Today's Earth date: December 21, 1991
It hasn't stopped raining for three days. All of my clothing and gear are soaked through. We can't keep a fire going, and navigating in here sucks. We're following the road we believe leads to the Earth Temple, but we don't know how much farther we have to go.
And that's just to reach the surface entrance. Apparently we have a long underground hike after that.
We're talking about turning back and trying again with better gear. If we're lucky, Iomallach will give us an entourage to the Temple like Cuan did, make the travel a little easier and hopefully less wet.
-The Journal of Laszlo the Paladin
The Mudsville alarm system was crude but effective.

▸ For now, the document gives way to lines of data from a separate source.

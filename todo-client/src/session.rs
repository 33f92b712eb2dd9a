//! Interactive session: runs prompt commands against a `TodoClient`.
//!
//! Mutations run as spawned tasks so the prompt stays responsive. Their
//! results arrive later on the output channel.

use tokio::io::{AsyncBufRead, AsyncBufReadExt};
use tokio::sync::mpsc::UnboundedSender;
use tokio::task::JoinSet;

use todo_sync::client::TodoClient;
use todo_sync::domain::{TodoId, TodoPatch};
use todo_sync::reconcile::{Outcome, RefreshOutcome};
use todo_sync::service::TodoService;

use crate::command::{self, Command};
use crate::render::{HELP, render_list};

pub type Client = TodoClient<dyn TodoService>;

/// Whether the prompt loop should keep reading.
#[derive(Debug, Clone, Copy, PartialEq, Eq)]
pub enum Flow {
    Continue,
    Quit,
}

pub struct Session {
    client: Client,
    output: UnboundedSender<String>,
    tasks: JoinSet<()>,
}

impl Session {
    pub fn new(client: Client, output: UnboundedSender<String>) -> Self {
        Self {
            client,
            output,
            tasks: JoinSet::new(),
        }
    }

    fn print(&self, line: impl Into<String>) {
        // The receiver only goes away at shutdown.
        let _ = self.output.send(line.into());
    }

    /// Loads the initial list.
    pub async fn start(&self) {
        match self.client.refresh().await {
            RefreshOutcome::Failed(error) => self.print(format!("Failed to load todos: {error}")),
            _ => self.print(render_list(&self.client.todos())),
        }
    }

    /// Reads commands from `input` until `quit` or end of input.
    ///
    /// # Errors
    ///
    /// Returns an error if reading `input` fails.
    pub async fn run(&mut self, input: impl AsyncBufRead + Unpin) -> std::io::Result<()> {
        let mut lines = input.lines();
        while let Some(line) = lines.next_line().await? {
            if self.handle_line(&line).await == Flow::Quit {
                break;
            }
        }
        self.finish().await;
        Ok(())
    }

    /// Parses and executes one prompt line.
    pub async fn handle_line(&mut self, line: &str) -> Flow {
        match command::parse(line) {
            Ok(Some(command)) => self.execute(command).await,
            Ok(None) => Flow::Continue,
            Err(error) => {
                self.print(error.to_string());
                Flow::Continue
            }
        }
    }

    pub async fn execute(&mut self, command: Command) -> Flow {
        match command {
            Command::List => self.print(render_list(&self.client.todos())),
            Command::Help => self.print(HELP),
            Command::Quit => return Flow::Quit,
            Command::Refresh => {
                let client = self.client.clone();
                let output = self.output.clone();
                self.tasks.spawn(async move {
                    let line = match client.refresh().await {
                        RefreshOutcome::Applied { .. } => render_list(&client.todos()),
                        RefreshOutcome::Stale => return,
                        RefreshOutcome::Failed(error) => format!("Failed to load todos: {error}"),
                    };
                    let _ = output.send(line);
                });
            }
            Command::Add(title) => self.mutate(Mutation::Create(title)).await,
            Command::Done(id) => self.mutate(Mutation::Update(id, TodoPatch::completed(true))).await,
            Command::Undo(id) => self.mutate(Mutation::Update(id, TodoPatch::completed(false))).await,
            Command::Rename(id, title) => self.mutate(Mutation::Update(id, TodoPatch::title(title))).await,
            Command::Describe(id, text) => {
                let patch = TodoPatch::default().with_description(text);
                self.mutate(Mutation::Update(id, patch)).await;
            }
            Command::Due(id, due_date) => {
                let patch = TodoPatch::default().with_due_date(due_date);
                self.mutate(Mutation::Update(id, patch)).await;
            }
            Command::Remove(id) => self.mutate(Mutation::Delete(id)).await,
        }
        Flow::Continue
    }

    /// Spawns the mutation, lets it apply its optimistic change, then shows
    /// the list.
    async fn mutate(&mut self, mutation: Mutation) {
        let client = self.client.clone();
        let output = self.output.clone();
        self.tasks.spawn(async move {
            let outcome = match &mutation {
                Mutation::Create(title) => client.create(title).await,
                Mutation::Update(id, patch) => client.update(*id, patch.clone()).await,
                Mutation::Delete(id) => client.delete(*id).await,
            };
            let _ = output.send(report(&mutation, &outcome));
        });
        tokio::task::yield_now().await;
        self.print(render_list(&self.client.todos()));
    }

    /// Waits for in-flight mutations before leaving.
    pub async fn finish(&mut self) {
        if !self.tasks.is_empty() {
            self.print(format!("Waiting for {} pending change(s)...", self.tasks.len()));
        }
        while let Some(result) = self.tasks.join_next().await {
            if let Err(error) = result {
                tracing::error!(%error, "Mutation task failed");
            }
        }
    }
}

enum Mutation {
    Create(String),
    Update(TodoId, TodoPatch),
    Delete(TodoId),
}

fn report(mutation: &Mutation, outcome: &Outcome) -> String {
    match outcome {
        Outcome::Confirmed(entry) => match mutation {
            Mutation::Create(_) => format!("Added \"{}\"", entry.title),
            Mutation::Update(..) => format!("Saved \"{}\"", entry.title),
            Mutation::Delete(_) => format!("Deleted \"{}\"", entry.title),
        },
        Outcome::Reverted(failure) => failure.message.clone(),
        Outcome::Rejected(rejection) => rejection.to_string(),
    }
}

When one of the watchmen–or women–spotted a monster, they yelled, "Wake the fuck up!" And then whoever heard the yell, repeated it, and on and on the chain of alerts went until everyone was aware they were under attack. In the background of all the shouting, strange high-pitched chirps echoed out of the jungle from all around, repeating rapidly. To Wayne, they sounded like the squeak of wet rubber.
Wayne sat up in his bedroll, his mind telling him to leap into action to help, but the sudden movement made him queasy. He winced, groaned, and tried to ignore that he was still very drunk.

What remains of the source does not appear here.